Stored items:
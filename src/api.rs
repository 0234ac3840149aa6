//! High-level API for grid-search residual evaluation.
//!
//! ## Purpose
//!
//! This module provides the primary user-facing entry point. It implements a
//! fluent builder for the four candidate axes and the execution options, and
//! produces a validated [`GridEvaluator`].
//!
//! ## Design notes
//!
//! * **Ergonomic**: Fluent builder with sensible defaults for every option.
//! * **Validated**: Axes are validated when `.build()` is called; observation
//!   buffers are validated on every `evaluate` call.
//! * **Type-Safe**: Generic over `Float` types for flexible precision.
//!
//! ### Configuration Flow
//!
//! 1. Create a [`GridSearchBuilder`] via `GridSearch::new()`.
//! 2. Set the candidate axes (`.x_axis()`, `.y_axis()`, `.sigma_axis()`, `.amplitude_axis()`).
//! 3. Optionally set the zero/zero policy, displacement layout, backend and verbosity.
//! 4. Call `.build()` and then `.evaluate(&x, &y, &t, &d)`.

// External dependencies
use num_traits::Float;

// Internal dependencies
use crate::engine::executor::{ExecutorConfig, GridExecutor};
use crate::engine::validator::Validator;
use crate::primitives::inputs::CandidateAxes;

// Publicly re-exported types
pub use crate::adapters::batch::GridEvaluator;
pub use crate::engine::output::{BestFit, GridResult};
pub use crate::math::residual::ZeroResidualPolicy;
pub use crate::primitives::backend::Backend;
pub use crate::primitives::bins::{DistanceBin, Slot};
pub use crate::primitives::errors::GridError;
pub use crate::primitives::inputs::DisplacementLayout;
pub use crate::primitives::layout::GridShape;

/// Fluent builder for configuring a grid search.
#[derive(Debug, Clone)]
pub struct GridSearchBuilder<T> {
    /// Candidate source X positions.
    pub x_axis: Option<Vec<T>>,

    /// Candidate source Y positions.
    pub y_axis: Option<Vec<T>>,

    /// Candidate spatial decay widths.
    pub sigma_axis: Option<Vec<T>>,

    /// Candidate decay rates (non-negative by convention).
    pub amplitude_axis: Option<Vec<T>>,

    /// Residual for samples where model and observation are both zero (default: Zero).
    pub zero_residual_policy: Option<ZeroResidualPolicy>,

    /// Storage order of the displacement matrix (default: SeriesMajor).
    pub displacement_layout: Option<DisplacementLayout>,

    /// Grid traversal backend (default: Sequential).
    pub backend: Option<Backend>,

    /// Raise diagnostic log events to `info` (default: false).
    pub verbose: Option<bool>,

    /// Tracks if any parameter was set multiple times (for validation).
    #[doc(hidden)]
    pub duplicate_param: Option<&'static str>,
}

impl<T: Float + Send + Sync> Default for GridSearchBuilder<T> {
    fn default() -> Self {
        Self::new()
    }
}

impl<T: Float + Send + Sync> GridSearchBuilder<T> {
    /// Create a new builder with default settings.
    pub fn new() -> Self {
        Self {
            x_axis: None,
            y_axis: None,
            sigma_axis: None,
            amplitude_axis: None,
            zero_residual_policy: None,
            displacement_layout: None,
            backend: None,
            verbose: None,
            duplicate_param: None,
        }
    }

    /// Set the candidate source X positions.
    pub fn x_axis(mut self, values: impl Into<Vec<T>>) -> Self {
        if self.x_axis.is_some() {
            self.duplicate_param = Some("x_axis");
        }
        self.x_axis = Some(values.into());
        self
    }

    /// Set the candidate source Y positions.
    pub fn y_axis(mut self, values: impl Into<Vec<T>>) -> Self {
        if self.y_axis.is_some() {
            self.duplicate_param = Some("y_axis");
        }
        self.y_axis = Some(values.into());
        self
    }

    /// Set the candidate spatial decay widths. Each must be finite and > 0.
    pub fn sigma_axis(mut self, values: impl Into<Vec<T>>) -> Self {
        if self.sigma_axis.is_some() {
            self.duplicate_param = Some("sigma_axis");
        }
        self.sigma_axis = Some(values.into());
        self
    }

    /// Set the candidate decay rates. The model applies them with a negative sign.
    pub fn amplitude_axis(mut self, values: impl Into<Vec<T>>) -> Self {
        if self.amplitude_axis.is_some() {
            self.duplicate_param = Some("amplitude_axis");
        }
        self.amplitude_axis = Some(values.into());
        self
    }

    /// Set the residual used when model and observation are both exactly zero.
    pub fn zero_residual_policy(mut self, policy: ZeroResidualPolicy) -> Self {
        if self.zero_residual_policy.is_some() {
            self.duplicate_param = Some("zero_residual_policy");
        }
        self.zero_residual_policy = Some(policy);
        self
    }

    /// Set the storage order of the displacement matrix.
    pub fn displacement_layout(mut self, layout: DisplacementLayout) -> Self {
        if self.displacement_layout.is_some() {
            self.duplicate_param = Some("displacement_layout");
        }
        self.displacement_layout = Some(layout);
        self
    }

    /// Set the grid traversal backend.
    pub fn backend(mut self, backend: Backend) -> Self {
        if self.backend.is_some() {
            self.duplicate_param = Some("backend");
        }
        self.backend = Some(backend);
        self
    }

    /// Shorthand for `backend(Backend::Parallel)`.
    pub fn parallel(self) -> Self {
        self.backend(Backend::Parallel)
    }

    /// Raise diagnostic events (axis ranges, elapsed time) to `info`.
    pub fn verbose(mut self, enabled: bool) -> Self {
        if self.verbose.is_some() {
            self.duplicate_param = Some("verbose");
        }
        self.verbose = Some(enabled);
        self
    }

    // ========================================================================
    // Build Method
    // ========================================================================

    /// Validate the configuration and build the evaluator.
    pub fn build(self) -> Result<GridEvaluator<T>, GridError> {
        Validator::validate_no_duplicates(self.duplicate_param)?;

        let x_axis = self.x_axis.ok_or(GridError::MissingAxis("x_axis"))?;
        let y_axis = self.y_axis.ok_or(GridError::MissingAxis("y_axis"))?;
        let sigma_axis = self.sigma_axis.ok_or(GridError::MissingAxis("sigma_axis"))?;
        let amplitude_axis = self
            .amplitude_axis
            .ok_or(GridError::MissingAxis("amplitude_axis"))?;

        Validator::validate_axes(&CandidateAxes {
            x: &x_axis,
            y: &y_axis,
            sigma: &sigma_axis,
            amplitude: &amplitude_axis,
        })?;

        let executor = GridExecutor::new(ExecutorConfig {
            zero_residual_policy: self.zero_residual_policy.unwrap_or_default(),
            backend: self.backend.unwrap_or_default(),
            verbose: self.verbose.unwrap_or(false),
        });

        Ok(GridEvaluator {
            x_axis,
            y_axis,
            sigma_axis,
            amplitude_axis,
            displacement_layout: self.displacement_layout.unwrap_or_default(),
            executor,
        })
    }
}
--
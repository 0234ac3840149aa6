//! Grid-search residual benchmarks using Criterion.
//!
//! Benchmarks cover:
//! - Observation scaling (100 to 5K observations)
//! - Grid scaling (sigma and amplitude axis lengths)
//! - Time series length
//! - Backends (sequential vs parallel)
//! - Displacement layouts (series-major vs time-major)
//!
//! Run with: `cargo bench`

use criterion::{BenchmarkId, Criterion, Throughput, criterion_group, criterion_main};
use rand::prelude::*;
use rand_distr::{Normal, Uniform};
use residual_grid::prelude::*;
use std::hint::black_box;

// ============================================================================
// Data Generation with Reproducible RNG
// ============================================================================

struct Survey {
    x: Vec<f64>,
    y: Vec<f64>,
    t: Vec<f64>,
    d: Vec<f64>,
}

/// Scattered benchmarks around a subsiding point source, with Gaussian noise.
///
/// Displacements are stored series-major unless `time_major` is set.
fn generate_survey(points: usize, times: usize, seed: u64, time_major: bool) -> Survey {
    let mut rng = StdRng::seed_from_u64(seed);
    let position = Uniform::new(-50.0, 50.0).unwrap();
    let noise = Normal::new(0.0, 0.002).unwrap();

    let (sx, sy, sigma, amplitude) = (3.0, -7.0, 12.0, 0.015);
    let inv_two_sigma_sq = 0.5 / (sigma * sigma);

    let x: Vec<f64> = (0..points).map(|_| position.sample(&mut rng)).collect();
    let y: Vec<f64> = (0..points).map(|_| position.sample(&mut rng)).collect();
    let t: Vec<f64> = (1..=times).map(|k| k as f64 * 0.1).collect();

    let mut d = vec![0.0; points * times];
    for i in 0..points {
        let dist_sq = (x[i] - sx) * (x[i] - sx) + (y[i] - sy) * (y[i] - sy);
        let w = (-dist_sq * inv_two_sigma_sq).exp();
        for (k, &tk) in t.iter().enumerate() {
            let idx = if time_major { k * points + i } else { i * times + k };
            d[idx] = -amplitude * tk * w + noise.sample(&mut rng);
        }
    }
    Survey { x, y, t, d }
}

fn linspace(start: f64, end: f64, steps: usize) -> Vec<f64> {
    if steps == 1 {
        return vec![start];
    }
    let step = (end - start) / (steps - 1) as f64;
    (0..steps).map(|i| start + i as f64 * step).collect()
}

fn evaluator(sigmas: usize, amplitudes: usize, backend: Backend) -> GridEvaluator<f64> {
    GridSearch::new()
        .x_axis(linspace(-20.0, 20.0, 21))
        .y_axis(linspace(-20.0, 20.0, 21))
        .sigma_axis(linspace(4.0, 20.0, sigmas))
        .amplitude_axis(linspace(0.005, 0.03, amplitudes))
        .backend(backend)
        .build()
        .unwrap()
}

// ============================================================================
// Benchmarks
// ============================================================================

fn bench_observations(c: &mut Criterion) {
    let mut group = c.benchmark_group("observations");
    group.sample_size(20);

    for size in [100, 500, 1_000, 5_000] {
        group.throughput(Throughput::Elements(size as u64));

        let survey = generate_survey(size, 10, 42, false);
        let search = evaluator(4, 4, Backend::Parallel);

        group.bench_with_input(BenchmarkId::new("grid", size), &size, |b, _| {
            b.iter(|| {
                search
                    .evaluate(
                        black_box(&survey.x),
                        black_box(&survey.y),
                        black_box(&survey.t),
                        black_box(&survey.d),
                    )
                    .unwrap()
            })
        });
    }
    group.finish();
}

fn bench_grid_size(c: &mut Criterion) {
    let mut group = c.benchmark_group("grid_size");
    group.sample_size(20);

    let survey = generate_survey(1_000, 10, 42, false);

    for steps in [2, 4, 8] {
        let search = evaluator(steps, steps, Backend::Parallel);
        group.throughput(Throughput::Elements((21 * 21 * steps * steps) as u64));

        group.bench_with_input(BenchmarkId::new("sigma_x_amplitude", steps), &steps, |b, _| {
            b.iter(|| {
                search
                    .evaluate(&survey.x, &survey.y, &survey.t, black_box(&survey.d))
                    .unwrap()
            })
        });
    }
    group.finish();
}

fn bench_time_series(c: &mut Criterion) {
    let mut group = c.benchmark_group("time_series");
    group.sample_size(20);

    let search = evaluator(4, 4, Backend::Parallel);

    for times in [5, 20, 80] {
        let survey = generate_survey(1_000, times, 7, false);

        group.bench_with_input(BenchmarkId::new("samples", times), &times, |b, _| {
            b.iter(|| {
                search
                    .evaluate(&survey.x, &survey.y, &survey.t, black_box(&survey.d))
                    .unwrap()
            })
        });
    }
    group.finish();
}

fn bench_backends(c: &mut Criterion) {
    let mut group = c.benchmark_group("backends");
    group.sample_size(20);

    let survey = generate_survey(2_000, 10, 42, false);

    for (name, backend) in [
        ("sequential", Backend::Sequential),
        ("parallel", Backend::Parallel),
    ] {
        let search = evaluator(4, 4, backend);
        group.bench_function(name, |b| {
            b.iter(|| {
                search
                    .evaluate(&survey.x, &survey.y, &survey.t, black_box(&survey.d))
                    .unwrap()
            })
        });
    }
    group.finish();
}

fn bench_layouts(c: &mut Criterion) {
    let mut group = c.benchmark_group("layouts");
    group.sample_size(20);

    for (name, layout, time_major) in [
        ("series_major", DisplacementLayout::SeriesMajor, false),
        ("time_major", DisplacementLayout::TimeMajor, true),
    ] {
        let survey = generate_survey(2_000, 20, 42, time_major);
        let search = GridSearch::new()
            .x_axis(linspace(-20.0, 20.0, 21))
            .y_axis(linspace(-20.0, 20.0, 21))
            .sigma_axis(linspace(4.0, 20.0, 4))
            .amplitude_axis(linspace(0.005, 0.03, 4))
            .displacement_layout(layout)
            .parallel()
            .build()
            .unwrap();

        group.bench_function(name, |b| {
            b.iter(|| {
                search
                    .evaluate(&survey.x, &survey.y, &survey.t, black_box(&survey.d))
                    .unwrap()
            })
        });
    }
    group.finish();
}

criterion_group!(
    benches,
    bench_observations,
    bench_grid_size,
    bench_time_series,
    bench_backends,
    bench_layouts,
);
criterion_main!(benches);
* * *
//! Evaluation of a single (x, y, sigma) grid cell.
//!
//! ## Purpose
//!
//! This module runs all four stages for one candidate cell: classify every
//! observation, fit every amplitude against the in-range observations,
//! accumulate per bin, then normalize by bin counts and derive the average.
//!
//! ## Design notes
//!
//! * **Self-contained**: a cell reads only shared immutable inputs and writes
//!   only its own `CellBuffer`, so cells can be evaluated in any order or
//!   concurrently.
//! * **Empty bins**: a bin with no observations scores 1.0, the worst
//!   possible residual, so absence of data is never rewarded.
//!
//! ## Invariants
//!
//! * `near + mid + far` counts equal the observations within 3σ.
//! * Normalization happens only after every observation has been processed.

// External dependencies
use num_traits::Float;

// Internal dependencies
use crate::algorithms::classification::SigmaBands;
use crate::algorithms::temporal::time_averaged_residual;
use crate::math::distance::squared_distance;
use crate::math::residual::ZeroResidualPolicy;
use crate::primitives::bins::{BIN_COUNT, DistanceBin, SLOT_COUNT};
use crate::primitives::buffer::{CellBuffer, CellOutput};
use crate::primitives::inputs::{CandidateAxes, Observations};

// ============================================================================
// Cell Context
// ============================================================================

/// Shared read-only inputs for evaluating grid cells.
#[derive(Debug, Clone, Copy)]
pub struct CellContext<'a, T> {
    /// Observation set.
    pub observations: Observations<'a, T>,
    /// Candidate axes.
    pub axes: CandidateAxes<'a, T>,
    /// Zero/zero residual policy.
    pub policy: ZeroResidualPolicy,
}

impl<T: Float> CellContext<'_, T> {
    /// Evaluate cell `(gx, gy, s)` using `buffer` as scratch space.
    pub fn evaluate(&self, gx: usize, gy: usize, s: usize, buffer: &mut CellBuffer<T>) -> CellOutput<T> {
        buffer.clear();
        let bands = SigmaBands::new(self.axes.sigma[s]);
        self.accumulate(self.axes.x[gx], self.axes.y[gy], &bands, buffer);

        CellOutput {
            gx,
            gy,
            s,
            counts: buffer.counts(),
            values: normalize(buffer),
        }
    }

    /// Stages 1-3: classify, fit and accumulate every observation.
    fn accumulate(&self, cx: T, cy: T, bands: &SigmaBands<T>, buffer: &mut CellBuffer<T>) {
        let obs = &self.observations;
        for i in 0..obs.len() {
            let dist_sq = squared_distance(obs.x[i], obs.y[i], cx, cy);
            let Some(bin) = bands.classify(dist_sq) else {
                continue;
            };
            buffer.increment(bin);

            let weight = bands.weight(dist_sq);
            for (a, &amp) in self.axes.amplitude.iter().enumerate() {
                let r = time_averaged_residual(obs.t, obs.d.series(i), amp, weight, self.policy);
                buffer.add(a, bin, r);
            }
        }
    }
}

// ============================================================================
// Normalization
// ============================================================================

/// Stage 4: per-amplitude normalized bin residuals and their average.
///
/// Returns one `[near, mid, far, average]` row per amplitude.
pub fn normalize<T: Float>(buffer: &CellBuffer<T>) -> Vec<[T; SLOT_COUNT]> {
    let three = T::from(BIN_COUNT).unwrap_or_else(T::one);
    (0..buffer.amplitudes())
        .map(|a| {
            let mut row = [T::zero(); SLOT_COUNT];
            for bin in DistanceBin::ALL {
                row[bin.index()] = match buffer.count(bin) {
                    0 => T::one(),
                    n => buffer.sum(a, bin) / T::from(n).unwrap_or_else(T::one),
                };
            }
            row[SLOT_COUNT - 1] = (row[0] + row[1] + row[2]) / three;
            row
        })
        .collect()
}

Work instructions. Where a line of the records above holds the word "using", copy that line.

Finished exercise.
//! Grid-search residual benchmarks using Criterion.
    /// Evaluate cell `(gx, gy, s)` using `buffer` as scratch space.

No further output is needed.